L’Ukraine est également un producteur de manganèse, un matériau clé dans la métallurgie et dans certaines des batteries lithium-ion largement utilisées, ainsi que de graphite qui est également utilisé dans les batteries lithium-ion. L’Ukraine possède également d’importants gisements de silicate de zirconium, indispensable à l’industrie de la céramique. L’extraction de graphite en Ukraine est limitée et les gisements de lithium sont restés intacts en raison de la guerre en cours et du besoin de nouvelles technologies minières et d’investissements.
Les régions de l’Ukraine actuellement occupées par la Russie sont connues pour posséder des réserves considérables de minerais critiques, indispensables aux technologies modernes. Ces minéraux critiques comprennent le lithium, le titane, le graphite et les terres rares.

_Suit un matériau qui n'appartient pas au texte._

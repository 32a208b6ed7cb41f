//! # Utilities Module
//!
//! Grid geometry and distance helpers shared by generation and navigation.

pub mod math;

pub use math::*;
//! # Grid Node Store
//!
//! Dense per-search storage of A* bookkeeping, indexed by room-local cell.

use crate::Position;

/// A* bookkeeping for one room-local cell.
#[derive(Debug, Clone, Copy, PartialEq, Eq)]
pub struct GridNode {
    pub position: Position,
    /// Cost from the start
    pub g_cost: i32,
    /// Heuristic cost to the target
    pub h_cost: i32,
    /// Index of the node this one was reached from
    pub parent: Option<usize>,
}

impl GridNode {
    pub fn new(position: Position) -> Self {
        Self {
            position,
            g_cost: 0,
            h_cost: 0,
            parent: None,
        }
    }

    pub fn f_cost(&self) -> i32 {
        self.g_cost + self.h_cost
    }
}

/// Fixed-size 2D array of [`GridNode`]s, created fresh for every search.
#[derive(Debug, Clone)]
pub struct GridNodes {
    width: i32,
    height: i32,
    nodes: Vec<GridNode>,
}

impl GridNodes {
    /// Allocates `width * height` nodes. Non-positive sizes give an empty store.
    pub fn new(width: i32, height: i32) -> Self {
        let width = width.max(0);
        let height = height.max(0);
        let nodes = (0..height)
            .flat_map(|y| (0..width).map(move |x| GridNode::new(Position::new(x, y))))
            .collect();

        Self {
            width,
            height,
            nodes,
        }
    }

    pub fn width(&self) -> i32 {
        self.width
    }

    pub fn height(&self) -> i32 {
        self.height
    }

    pub fn contains(&self, pos: Position) -> bool {
        pos.x >= 0 && pos.y >= 0 && pos.x < self.width && pos.y < self.height
    }

    /// Flat index of `pos`, or `None` outside the grid.
    pub fn index_of(&self, pos: Position) -> Option<usize> {
        if self.contains(pos) {
            Some((pos.y * self.width + pos.x) as usize)
        } else {
            None
        }
    }

    pub fn node(&self, index: usize) -> &GridNode {
        &self.nodes[index]
    }

    pub fn node_mut(&mut self, index: usize) -> &mut GridNode {
        &mut self.nodes[index]
    }

    /// Follows parent links from `index` back to the root of the search.
    ///
    /// Returns cells in target-to-start order.
    pub fn trace_back(&self, index: usize) -> Vec<Position> {
        let mut cells = Vec::new();
        let mut current = Some(index);
        while let Some(index) = current {
            let node = &self.nodes[index];
            cells.push(node.position);
            current = node.parent;
        }
        cells
    }
}

#[cfg(test)]
mod tests {
    use super::*;

    #[test]
    fn test_nodes_are_indexed_by_local_cell() {
        let nodes = GridNodes::new(4, 3);
        assert_eq!(nodes.width(), 4);
        assert_eq!(nodes.height(), 3);

        let index = nodes.index_of(Position::new(2, 1)).unwrap();
        assert_eq!(nodes.node(index).position, Position::new(2, 1));
        let corner = nodes.index_of(Position::new(3, 2)).unwrap();
        assert_eq!(corner, 11);
        assert_eq!(nodes.node(corner).position, Position::new(3, 2));
    }

    #[test]
    fn test_out_of_bounds_cells_are_rejected() {
        let nodes = GridNodes::new(4, 3);
        assert!(nodes.index_of(Position::new(-1, 0)).is_none());
        assert!(nodes.index_of(Position::new(4, 0)).is_none());
        assert!(nodes.index_of(Position::new(0, 3)).is_none());
        assert!(GridNodes::new(-2, 5).index_of(Position::origin()).is_none());
    }

    #[test]
    fn test_trace_back_follows_parents() {
        let mut nodes = GridNodes::new(3, 1);
        let a = nodes.index_of(Position::new(0, 0)).unwrap();
        let b = nodes.index_of(Position::new(1, 0)).unwrap();
        let c = nodes.index_of(Position::new(2, 0)).unwrap();
        nodes.node_mut(b).parent = Some(a);
        nodes.node_mut(c).parent = Some(b);

        assert_eq!(
            nodes.trace_back(c),
            vec![Position::new(2, 0), Position::new(1, 0), Position::new(0, 0)]
        );
    }
}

Il existe cependant des défis importants. De nombreux géologues ont affirmé que certains des matériaux critiques que possède l’Ukraine ne sont pas particulièrement intéressants à extraire d’un point de vue économique. Certains acteurs de l’industrie minière estiment que d’autres aspects de l’accord, tels que le pétrole et le gaz, et l’accès à l’infrastructure minière, pourraient à court terme constituer les éléments les plus souhaitables de l’accord.
Alors que l’accord porte sur les ressources primaires extraites du sol, l’Ukraine est également un grand importateur de véhicules électriques neufs et usagés. Lorsque les composants de ces véhicules arrivent en fin de vie, il existe une énorme opportunité de récolter et de recycler ces matériaux critiques « en surface ». Il existe peut-être des moyens de traiter ces matériaux en tandem avec les nouvelles industries qui seront développées pour tirer parti de la richesse minérale de l’Ukraine.
Pourquoi les États-Unis s’intéressent-ils tant aux ressources minérales de l’Ukraine ?
Les éléments et les matériaux qui sont importants sur le plan économique, mais qui risquent de manquer, sont connus sous le nom de « matériaux critiques ». Il existe plusieurs raisons pour lesquelles ces éléments et matériaux peuvent être en pénurie.
Parfois, un pays ou un petit nombre de pays détiennent un monopole sur l’approvisionnement d’une matière et peuvent tirer parti de cette position pour exercer une influence géopolitique. Pour certaines matières, il ne s’agit pas de l’accessibilité de la matière dans le sol, mais de la capacité à la traiter et à la raffiner. C’est ce que l’on appelle le « traitement à mi-parcours ».
Les États-Unis sont conscients que les matériaux critiques sont essentiels aux technologies qui alimenteront les économies du futur et cherchent à sécuriser leur approvisionnement. Cela leur permet de tirer parti de l’opportunité économique.
Nombre de ces matériaux sont essentiels à la construction des technologies qui contribueront à la décarbonation. Étant donné que la Chine contrôle actuellement environ 60 % des chaînes d’approvisionnement mondiales en matériaux critiques et 85 % de la capacité de traitement, il est clair que les États-Unis voient un intérêt stratégique dans le développement d’autres chaînes d’approvisionnement.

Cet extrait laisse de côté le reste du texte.